Milan's Traders and Residents Speak Out as Duplicate Images Flood Local Business Listings
From the Navigli to Porta Nuova, shop owners and consumers say copy-pasted and stolen product photos are costing them trust, sales, and time they don't have.
From the Navigli to Porta Nuova, shop owners and consumers say copy-pasted and stolen product photos are costing them trust, sales, and time they don't have.

Dozens of small businesses registered with Milan's Camera di Commercio have filed formal complaints this year over the unauthorised duplication of their product photography across Italian e-commerce platforms and aggregator sites. The problem, long dismissed as a minor technical nuisance, has grown sharp enough that the Unione Confcommercio Milano has placed it on the agenda of its July 2026 working group on digital trade practices.

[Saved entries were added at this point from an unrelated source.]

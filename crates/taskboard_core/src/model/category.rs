//! Category domain model.
//!
//! Categories are weak owners: deleting one detaches its tasks instead of
//! deleting them. Categories are never soft-deleted.

use serde::{Deserialize, Serialize};
use std::error::Error;
use std::fmt::{Display, Formatter};
use uuid::Uuid;

pub type CategoryId = Uuid;

/// Categories created on first task-list access, as `(name, description)`.
pub const DEFAULT_CATEGORIES: &[(&str, &str)] = &[
    ("Work", "Tasks related to work"),
    ("Personal", "Personal and household tasks"),
    ("Study", "Tasks related to studies"),
    ("Other", "Tasks that fit nowhere else"),
];

#[derive(Debug, Clone, Copy, PartialEq, Eq)]
pub enum CategoryValidationError {
    EmptyName,
}

impl Display for CategoryValidationError {
    fn fmt(&self, f: &mut Formatter<'_>) -> std::fmt::Result {
        match self {
            Self::EmptyName => write!(f, "category name cannot be empty"),
        }
    }
}

impl Error for CategoryValidationError {}

#[derive(Debug, Clone, PartialEq, Eq, Serialize, Deserialize)]
pub struct Category {
    pub id: CategoryId,
    /// Unique across the store; trimmed on construction.
    pub name: String,
    pub description: String,
}

impl Category {
    /// Builds a category with a fresh id, trimming the name.
    pub fn new(
        name: impl AsRef<str>,
        description: impl Into<String>,
    ) -> Result<Self, CategoryValidationError> {
        let name = name.as_ref().trim();
        if name.is_empty() {
            return Err(CategoryValidationError::EmptyName);
        }
        Ok(Self {
            id: Uuid::new_v4(),
            name: name.to_string(),
            description: description.into(),
        })
    }
}

#[cfg(test)]
mod tests {
    use super::{Category, CategoryValidationError, DEFAULT_CATEGORIES};

    #[test]
    fn new_trims_name() {
        let category = Category::new("  Errands ", "").unwrap();
        assert_eq!(category.name, "Errands");
    }

    #[test]
    fn new_rejects_blank_name() {
        assert_eq!(
            Category::new(" \t", "x").unwrap_err(),
            CategoryValidationError::EmptyName
        );
    }

    #[test]
    fn default_names_are_unique() {
        let mut names: Vec<_> = DEFAULT_CATEGORIES.iter().map(|(name, _)| *name).collect();
        names.sort_unstable();
        names.dedup();
        assert_eq!(names.len(), DEFAULT_CATEGORIES.len());
    }
}
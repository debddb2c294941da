use anyhow::anyhow;
use log::*;
use mobot::*;
use serde::Serialize;

use crate::app::*;
use crate::wordle::{MAX_GUESSES, WORD_LENGTH};

/// Command is a chat message, parsed.
#[derive(Debug, Eq, PartialEq)]
pub enum Command<'a> {
    NewGame,
    Guess { game_id: Option<u32>, word: &'a str },
    BadGameId(&'a str),
    Help,
    Unknown,
}

/// NewGame is the reply to a /new command.
#[derive(Serialize)]
struct NewGame {
    game_id: u32,
}

/// parse_command understands `/new`, `/guess <game_id> <word>`, `/guess <word>`,
/// `/help`, and a bare word, which is a guess against whatever game is active.
pub fn parse_command(text: &str) -> Command<'_> {
    let mut args = text.split_whitespace();
    let Some(first) = args.next() else {
        return Command::Unknown;
    };
    let rest = args.collect::<Vec<_>>();

    // In group chats commands arrive as /command@botname.
    let command = first.split('@').next().unwrap_or(first);

    match (command, rest.as_slice()) {
        ("/new" | "/start", _) => Command::NewGame,
        ("/help", _) => Command::Help,
        ("/guess", &[word]) => Command::Guess {
            game_id: None,
            word,
        },
        ("/guess", &[game_id, word]) => match game_id.parse::<u32>() {
            Ok(game_id) => Command::Guess {
                game_id: Some(game_id),
                word,
            },
            Err(_) => Command::BadGameId(game_id),
        },
        (_, &[]) if !first.starts_with('/') => Command::Guess {
            game_id: None,
            word: first,
        },
        _ => Command::Unknown,
    }
}

async fn help(app: &App) -> String {
    let mut help = format!(
        "Welcome to {}! Guess the {}-letter word within {} tries.

/new starts a new game and replies with its game_id.
/guess <game_id> <word> plays a word in that game. You can also just type the word.",
        app.game_name, WORD_LENGTH, MAX_GUESSES
    );
    let can_guess = app.can_guess().await;
    match app.game_id().await {
        Some(game_id) if can_guess => {
            help.push_str(&format!("\n\nCurrent game_id: {}", game_id))
        }
        _ => help.push_str("\n\nType /new to start a game."),
    }
    help
}

/// respond runs a chat message against the app and returns the reply: JSON for
/// new games and scored guesses, plain text when a guess is rejected.
pub async fn respond(app: &App, text: &str) -> Result<String, anyhow::Error> {
    let reply = match parse_command(text) {
        Command::NewGame => serde_json::to_string(&NewGame {
            game_id: app.start_game().await?,
        })?,

        Command::Guess { game_id, word } => match app.play_turn(game_id, word).await {
            Ok(result) => serde_json::to_string(&result)?,
            Err(err) => err.to_string(),
        },

        Command::BadGameId(game_id) => format!("'{}' is not a valid game_id", game_id),

        Command::Help => help(app).await,

        Command::Unknown => "I don't know that command.".into(),
    };

    Ok(reply)
}

/// handle_chat_event is the main Telegram handler for the bot.
pub async fn handle_chat_event(e: Event, state: State<App>) -> Result<Action, anyhow::Error> {
    // Get the message
    let message = e
        .update
        .get_message()?
        .clone()
        .text
        .ok_or(anyhow!("No message text"))?;

    // Get the sender
    let from = e.update.get_message()?.clone().from.unwrap_or_default();

    info!(
        "{} ({}) sent {}",
        from.first_name,
        from.username.clone().unwrap_or("unknown".into()),
        message
    );

    let app = state.get().read().await;
    let reply = respond(&app, &message).await?;

    Ok(Action::ReplyText(reply))
}
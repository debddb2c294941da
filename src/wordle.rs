/// Wordle is a game where you have to guess a word. The word is chosen by the game, and you
/// have 6 attempts to guess it. After each attempt, the game tells you which letters you
/// guessed correctly, and which letters are in the word but in the wrong position.
///
/// This module implements the game logic: scoring a single guess (`assess`) and the
/// lifecycle of a single game (`Game`).
use std::collections::{BTreeSet, HashMap};

use serde::ser::{Serialize, SerializeMap, Serializer};

use crate::error::{GameError, Inactive};

/// Number of letters in every target word and guess.
pub const WORD_LENGTH: usize = 5;

/// Number of guesses a player gets per game.
pub const MAX_GUESSES: u32 = 6;

/// Game ids are reduced into [0, GAME_ID_SPACE).
pub const GAME_ID_SPACE: u128 = 1_000_000;

/// Shown in `known_letters` for positions that haven't been solved yet.
pub const PLACEHOLDER: char = '*';

/// State represents the current player state of a game.
#[derive(Debug, Eq, PartialEq)]
pub enum State {
    Playing,
    Won,
    Lost,
}

/// Letter represents the position of a single letter in an attempted
/// word. Letters are stored uppercase.
#[derive(Debug, Eq, PartialEq, Clone, Copy)]
pub enum Letter {
    Correct(char),
    CorrectButWrongPosition(char),
    Wrong(char),
}

impl Letter {
    /// `verdict` returns the string reported to the player for this letter.
    pub fn verdict(&self) -> &'static str {
        match self {
            Letter::Correct(_) => "correct",
            Letter::CorrectButWrongPosition(_) => "wrong position",
            Letter::Wrong(_) => "incorrect",
        }
    }

    pub fn is_correct(&self) -> bool {
        matches!(self, Letter::Correct(_))
    }
}

/// Assessment is the outcome of scoring one guess against the target word.
#[derive(Debug, Default, Eq, PartialEq)]
pub struct Assessment {
    /// One Letter per position of the guess.
    pub letters: Vec<Letter>,

    /// Letters this guess proved to be in the word.
    pub present: BTreeSet<char>,

    /// Letters this guess proved not to be in the word at all.
    pub absent: BTreeSet<char>,
}

impl Assessment {
    pub fn is_match(&self) -> bool {
        self.letters.iter().all(Letter::is_correct)
    }
}

/// `assess` compares the given word to the target word, and returns the positional
/// Letter instances along with the letters it proved present or absent. Both words
/// are expected to be lowercase.
///
/// Duplicates are handled as per the rules of Wordle: every exact match claims one
/// copy of its letter first, then the remaining copies are handed out left to right
/// as CorrectButWrongPosition. Occurrences beyond the target's count are Wrong.
pub fn assess(target_word: &str, word: &str) -> Result<Assessment, GameError> {
    let target = target_word.chars().collect::<Vec<_>>();
    let word = word.chars().collect::<Vec<_>>();
    if word.len() != target.len() {
        return Err(GameError::InvalidGuessLength {
            expected: target.len(),
        });
    }

    // Keep track of the number of times each letter appears in the target word.
    let target_letter_count = target.iter().fold(HashMap::new(), |mut acc, c| {
        *acc.entry(*c).or_insert(0) += 1;
        acc
    });

    // Copies of each letter already claimed, starting with the exact matches.
    let mut credited = word
        .iter()
        .zip(&target)
        .filter(|(w, t)| w == t)
        .fold(HashMap::new(), |mut acc, (w, _)| {
            *acc.entry(*w).or_insert(0) += 1;
            acc
        });

    let mut assessment = Assessment::default();
    for (w, t) in word.iter().zip(&target) {
        let c = w.to_ascii_uppercase();
        let frequency = target_letter_count.get(w).copied().unwrap_or(0);

        let letter = if w == t {
            assessment.present.insert(c);
            Letter::Correct(c)
        } else if frequency == 0 {
            assessment.absent.insert(c);
            Letter::Wrong(c)
        } else {
            assessment.present.insert(c);
            let count = credited.entry(*w).or_insert(0);
            if *count < frequency {
                *count += 1;
                Letter::CorrectButWrongPosition(c)
            } else {
                Letter::Wrong(c)
            }
        };

        assessment.letters.push(letter);
    }

    Ok(assessment)
}

/// `game_id` derives the id of a game from its target word: the MD5 digest of the
/// word, read as a big-endian integer, modulo GAME_ID_SPACE. The same word always
/// gives the same id, and different words may collide.
pub fn game_id(target_word: &str) -> u32 {
    let digest = md5::compute(target_word.as_bytes());
    (u128::from_be_bytes(digest.0) % GAME_ID_SPACE) as u32
}

/// GuessResult is everything the player learns from a single guess, including what
/// earlier guesses in the same game already revealed.
#[derive(Debug, Clone, Eq, PartialEq)]
pub struct GuessResult {
    pub letters: Vec<Letter>,
    pub is_match: bool,
    pub incorrectly_guessed_letters: BTreeSet<char>,
    pub known_letters_in_word: BTreeSet<char>,
    pub known_letters: String,
    pub guesses_remaining: u32,

    /// The target word, uppercase. Only set once the player has run out of guesses.
    pub correct_answer: Option<String>,
}

impl Serialize for GuessResult {
    fn serialize<S: Serializer>(&self, serializer: S) -> Result<S::Ok, S::Error> {
        let mut map = serializer.serialize_map(None)?;
        for (i, letter) in self.letters.iter().enumerate() {
            map.serialize_entry(&format!("letter{}", i + 1), letter.verdict())?;
        }
        map.serialize_entry(
            "guess_result",
            if self.is_match { "correct" } else { "incorrect" },
        )?;
        map.serialize_entry(
            "incorrectly_guessed_letters",
            &self.incorrectly_guessed_letters,
        )?;
        map.serialize_entry("known_letters_in_word", &self.known_letters_in_word)?;
        map.serialize_entry("known_letters", &self.known_letters)?;
        map.serialize_entry("guesses_remaining", &self.guesses_remaining)?;
        if let Some(answer) = &self.correct_answer {
            map.serialize_entry("correct_answer", answer)?;
        }
        map.end()
    }
}

/// Game represents a single Wordle game and everything the player has learned
/// about the target word so far.
#[derive(Debug, Clone)]
pub struct Game {
    target_word: String,
    game_id: u32,
    num_guesses: u32,
    is_word_guessed: bool,
    known_letters: Vec<Option<char>>,
    known_letters_in_word: BTreeSet<char>,
    incorrectly_guessed_letters: BTreeSet<char>,
}

impl Game {
    /// `new` creates a new game with the given target word.
    pub fn new(target_word: impl Into<String>) -> anyhow::Result<Game> {
        let target_word = target_word.into().to_lowercase();
        if target_word.chars().count() != WORD_LENGTH {
            anyhow::bail!("target_word must be {} letters long", WORD_LENGTH)
        }

        Ok(Game {
            game_id: game_id(&target_word),
            target_word,
            num_guesses: 0,
            is_word_guessed: false,
            known_letters: vec![None; WORD_LENGTH],
            known_letters_in_word: BTreeSet::new(),
            incorrectly_guessed_letters: BTreeSet::new(),
        })
    }

    pub fn game_id(&self) -> u32 {
        self.game_id
    }

    pub fn target_word(&self) -> &str {
        &self.target_word
    }

    pub fn num_guesses(&self) -> u32 {
        self.num_guesses
    }

    pub fn guesses_remaining(&self) -> u32 {
        MAX_GUESSES.saturating_sub(self.num_guesses)
    }

    pub fn state(&self) -> State {
        if self.is_word_guessed {
            State::Won
        } else if self.num_guesses >= MAX_GUESSES {
            State::Lost
        } else {
            State::Playing
        }
    }

    /// `can_guess` returns true while the game is still accepting guesses.
    pub fn can_guess(&self) -> bool {
        self.state() == State::Playing
    }

    /// `inactive` returns why the game stopped accepting guesses, if it has. Running
    /// out of guesses takes precedence, so a win on the last guess reports Exhausted.
    pub fn inactive(&self) -> Option<Inactive> {
        if self.num_guesses >= MAX_GUESSES {
            Some(Inactive::Exhausted)
        } else if self.is_word_guessed {
            Some(Inactive::Won)
        } else {
            None
        }
    }

    /// `known_letters` returns the target word with every unsolved position masked.
    pub fn known_letters(&self) -> String {
        self.known_letters
            .iter()
            .map(|l| l.unwrap_or(PLACEHOLDER))
            .collect()
    }

    /// `make_guess` plays a turn and returns what the player now knows. Callers must
    /// check `can_guess` and validate the word first; the guess counter is bumped
    /// before the word is scored, so even a rejected word uses up a guess.
    pub fn make_guess(&mut self, word: &str) -> Result<GuessResult, GameError> {
        self.num_guesses += 1;

        let word = word.to_lowercase();
        let assessment = assess(&self.target_word, &word)?;

        for (i, letter) in assessment.letters.iter().enumerate() {
            if let Letter::Correct(c) = letter {
                self.known_letters[i] = Some(*c);
            }
        }
        self.known_letters_in_word.extend(&assessment.present);
        self.incorrectly_guessed_letters.extend(&assessment.absent);

        let is_match = assessment.is_match();
        if is_match {
            self.is_word_guessed = true;
        }

        let correct_answer = if self.num_guesses >= MAX_GUESSES && !is_match {
            Some(self.target_word.to_uppercase())
        } else {
            None
        };

        Ok(GuessResult {
            letters: assessment.letters,
            is_match,
            incorrectly_guessed_letters: self.incorrectly_guessed_letters.clone(),
            known_letters_in_word: self.known_letters_in_word.clone(),
            known_letters: self.known_letters(),
            guesses_remaining: self.guesses_remaining(),
            correct_answer,
        })
    }
}
use std::collections::BTreeSet;

use crate::error::{GameError, Inactive};
use crate::wordle::*;

fn letters(target: &str, word: &str) -> Vec<Letter> {
    assess(target, word).unwrap().letters
}

fn set(letters: &str) -> BTreeSet<char> {
    letters.chars().collect()
}

#[test]
fn it_works() {
    let assessment = assess("hello", "bolle").unwrap();

    assert_eq!(
        assessment.letters,
        vec![
            Letter::Wrong('B'),
            Letter::CorrectButWrongPosition('O'),
            Letter::Correct('L'),
            Letter::Correct('L'),
            Letter::CorrectButWrongPosition('E'),
        ]
    );
    assert_eq!(assessment.present, set("OLE"));
    assert_eq!(assessment.absent, set("B"));
    assert!(!assessment.is_match());
}

#[test]
fn exact_guess_is_all_correct() {
    let assessment = assess("marry", "marry").unwrap();

    assert!(assessment.letters.iter().all(Letter::is_correct));
    assert!(assessment.is_match());
    assert!(assessment.absent.is_empty());
}

#[test]
fn duplicate_letter_credits_leftmost_then_runs_out() {
    // Two Rs in the target: one is claimed by the exact match at position 2, the
    // leftmost remaining R gets the other, and the last R gets nothing.
    let assessment = assess("marry", "rarer").unwrap();

    assert_eq!(
        assessment.letters,
        vec![
            Letter::CorrectButWrongPosition('R'),
            Letter::Correct('A'),
            Letter::Correct('R'),
            Letter::Wrong('E'),
            Letter::Wrong('R'),
        ]
    );
    assert_eq!(assessment.present, set("AR"));
    assert_eq!(assessment.absent, set("E"));
}

#[test]
fn exact_match_to_the_right_still_claims_its_copy() {
    // The L at position 0 is exact, which leaves one L for position 2.
    assert_eq!(
        letters("llama", "lolly"),
        vec![
            Letter::Correct('L'),
            Letter::Wrong('O'),
            Letter::CorrectButWrongPosition('L'),
            Letter::Wrong('L'),
            Letter::Wrong('Y'),
        ]
    );

    // The exact match comes last, so it must not be handed to the earlier As.
    assert_eq!(
        letters("pizza", "aaaaa"),
        vec![
            Letter::Wrong('A'),
            Letter::Wrong('A'),
            Letter::Wrong('A'),
            Letter::Wrong('A'),
            Letter::Correct('A'),
        ]
    );
}

#[test]
fn excess_duplicates_are_wrong_from_the_left() {
    // Two Es in the target, three in the guess, none in place.
    assert_eq!(
        letters("steep", "eerie"),
        vec![
            Letter::CorrectButWrongPosition('E'),
            Letter::CorrectButWrongPosition('E'),
            Letter::Wrong('R'),
            Letter::Wrong('I'),
            Letter::Wrong('E'),
        ]
    );
}

#[test]
fn excess_duplicates_are_not_reported_absent() {
    let assessment = assess("marry", "rarer").unwrap();
    assert!(!assessment.absent.contains(&'R'));

    let assessment = assess("crane", "geese").unwrap();
    assert_eq!(assessment.present, set("E"));
    assert_eq!(assessment.absent, set("GS"));
}

#[test]
fn correct_count_matches_exact_positions() {
    let cases = [
        ("marry", "merry"),
        ("crane", "nacre"),
        ("steep", "sweep"),
        ("hello", "llama"),
    ];
    for (target, word) in cases {
        let expected = target.chars().zip(word.chars()).filter(|(t, w)| t == w).count();
        let correct = letters(target, word).iter().filter(|l| l.is_correct()).count();
        assert_eq!(correct, expected, "{} vs {}", word, target);
    }
}

#[test]
fn assess_rejects_wrong_length() {
    assert_eq!(
        assess("marry", "mar"),
        Err(GameError::InvalidGuessLength { expected: 5 })
    );
}

#[test]
fn game_id_is_stable() {
    assert_eq!(game_id("marry"), 80474);
    assert_eq!(game_id("hello"), 222994);
    assert_eq!(Game::new("MARRY").unwrap().game_id(), game_id("marry"));
    assert!(game_id("crane") < GAME_ID_SPACE as u32);
}

#[test]
fn new_game_rejects_wrong_length() {
    assert!(Game::new("hi").is_err());
}

#[test]
fn new_game_starts_empty() {
    let game = Game::new("marry").unwrap();

    assert_eq!(game.num_guesses(), 0);
    assert_eq!(game.guesses_remaining(), MAX_GUESSES);
    assert_eq!(game.known_letters(), "*****");
    assert_eq!(game.state(), State::Playing);
    assert!(game.can_guess());
    assert_eq!(game.inactive(), None);
}

#[test]
fn winning_guess_ends_game() {
    let mut game = Game::new("marry").unwrap();
    let result = game.make_guess("MARRY").unwrap();

    assert!(result.is_match);
    assert_eq!(result.known_letters, "MARRY");
    assert_eq!(result.known_letters_in_word, set("AMRY"));
    assert_eq!(result.guesses_remaining, 5);
    assert_eq!(result.correct_answer, None);
    assert_eq!(game.state(), State::Won);
    assert!(!game.can_guess());
    assert_eq!(game.inactive(), Some(Inactive::Won));
}

#[test]
fn knowledge_accumulates_across_guesses() {
    let mut game = Game::new("marry").unwrap();

    let result = game.make_guess("rarer").unwrap();
    assert_eq!(result.known_letters, "*AR**");
    assert_eq!(result.known_letters_in_word, set("AR"));
    assert_eq!(result.incorrectly_guessed_letters, set("E"));

    let result = game.make_guess("hurry").unwrap();
    assert_eq!(result.known_letters, "*ARRY");
    assert_eq!(result.known_letters_in_word, set("ARY"));
    assert_eq!(result.incorrectly_guessed_letters, set("EHU"));

    // Known positions are never cleared by a later, worse guess.
    let result = game.make_guess("crane").unwrap();
    assert_eq!(result.known_letters, "*ARRY");
    assert_eq!(result.incorrectly_guessed_letters, set("CEHNU"));
}

#[test]
fn answer_is_revealed_only_when_guesses_run_out() {
    let mut game = Game::new("marry").unwrap();
    let guesses = ["crane", "slate", "hello", "pizza", "steep", "lolly"];

    for (i, guess) in guesses.iter().enumerate() {
        let result = game.make_guess(guess).unwrap();
        assert_eq!(result.guesses_remaining, MAX_GUESSES - i as u32 - 1);
        if i + 1 < guesses.len() {
            assert_eq!(result.correct_answer, None);
            assert!(game.can_guess());
        } else {
            assert_eq!(result.correct_answer, Some("MARRY".to_string()));
        }
    }

    assert_eq!(game.state(), State::Lost);
    assert!(!game.can_guess());
    assert_eq!(game.inactive(), Some(Inactive::Exhausted));
}

#[test]
fn winning_on_the_last_guess_does_not_reveal() {
    let mut game = Game::new("marry").unwrap();
    for guess in ["crane", "slate", "hello", "pizza", "steep"] {
        game.make_guess(guess).unwrap();
    }

    let result = game.make_guess("marry").unwrap();
    assert!(result.is_match);
    assert_eq!(result.guesses_remaining, 0);
    assert_eq!(result.correct_answer, None);
    assert_eq!(game.state(), State::Won);
    assert_eq!(game.inactive(), Some(Inactive::Exhausted));
}

#[test]
fn rejected_guess_still_counts() {
    let mut game = Game::new("marry").unwrap();

    assert_eq!(
        game.make_guess("mar"),
        Err(GameError::InvalidGuessLength { expected: 5 })
    );
    assert_eq!(game.num_guesses(), 1);
    assert_eq!(game.guesses_remaining(), 5);
}

#[test]
fn guess_result_serializes_like_the_api() {
    let mut game = Game::new("marry").unwrap();
    let result = game.make_guess("rarer").unwrap();
    let json = serde_json::to_value(&result).unwrap();

    assert_eq!(
        json,
        serde_json::json!({
            "letter1": "wrong position",
            "letter2": "correct",
            "letter3": "correct",
            "letter4": "incorrect",
            "letter5": "incorrect",
            "guess_result": "incorrect",
            "incorrectly_guessed_letters": ["E"],
            "known_letters_in_word": ["A", "R"],
            "known_letters": "*AR**",
            "guesses_remaining": 5,
        })
    );
}

#[test]
fn revealed_answer_is_serialized() {
    let mut game = Game::new("marry").unwrap();
    let mut result = None;
    for _ in 0..MAX_GUESSES {
        result = Some(game.make_guess("crane").unwrap());
    }

    let json = serde_json::to_value(result.unwrap()).unwrap();
    assert_eq!(json["correct_answer"], "MARRY");
    assert_eq!(json["guesses_remaining"], 0);
}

The timing matters. With the Milan-Cortina 2026 Winter Olympics opening ceremony scheduled for February 6, 2027, brands across the city are investing heavily in visual identity — new campaigns, refreshed catalogues, commissioned shoots. Duplicate-image theft now threatens to undermine those investments before they pay off, at precisely the moment Milan is positioning itself for peak global visibility.
The phrase sounds bureaucratic. The experience is not. A ceramics workshop on Via Tortona, the design corridor in the Zona Tortona district, puts a new collection online and within days finds the same images appearing on a dozen unrelated listings on aggregator platforms, some selling counterfeit goods at a fraction of the original price. The workshop's own listing drops in search rankings because the algorithm flags its images as duplicates. The original creator is penalised for someone else's copying.
Several traders operating near the Mercato Metropolitano in Porta Genova describe a closely related problem: platforms that auto-generate product pages scrape images from their own catalogues, then list the same item independently, confusing customers and splitting reviews. One handmade leather goods seller in the Brera design district said — speaking without attribution because of an ongoing platform dispute — that three separate listings of her bags existed on a major Italian marketplace by March 2026, none of them created or managed by her.
Consumer confusion is the downstream cost. The Codacons consumer association, which operates across Italy including its Milan chapter, has previously documented how misleading listings erode buyer confidence in independent sellers. Market researchers at the Milan Polytechnic's design management faculty have noted in published work that visual authenticity is among the top three purchase-decision factors for consumers buying artisan or fashion goods online — a category that defines a substantial share of Milan's retail economy.
The frustration among affected community members isn't simply about lost revenue. It's about the asymmetry of the reporting process. Under the EU's Digital Services Act, which came into full effect for large platforms in February 2024, users have the right to contest illegal content removals and flag harmful listings. But smaller traders say the notice-and-takedown systems run by major platforms remain slow, often requiring multiple submissions before a duplicate listing is removed — a process that can take two to four weeks according to case documentation reviewed by Confcommercio.
At a public forum held at BASE Milano, the cultural and innovation hub on Via Bergognone, in late June 2026, independent traders asked the city's digital economy office to explore whether Milan could establish a local fast-track mediation service linked to the existing Sportello Unico per le Attività Produttive. The idea drew visible interest from attendees but no formal commitment.
Photographers are also affected. Several commercial photographers whose work was commissioned by fashion labels around the Quadrilatero della Moda say duplicate uploads strip their images of EXIF metadata, making ownership attribution nearly impossible after the fact. The Associazione Fotografi Professionisti Italiani has been lobbying the Ministry of Enterprises and Made in Italy in Rome for mandatory metadata preservation standards since early 2025.
For now, the practical advice from digital rights advisors working with Confcommercio is straightforward: register original images with a timestamped content-hash service before publication, embed visible and invisible watermarks, and file DSA takedown notices citing the specific Article 16 provisions that apply to hosting platforms. It is slow work. It should not have to be.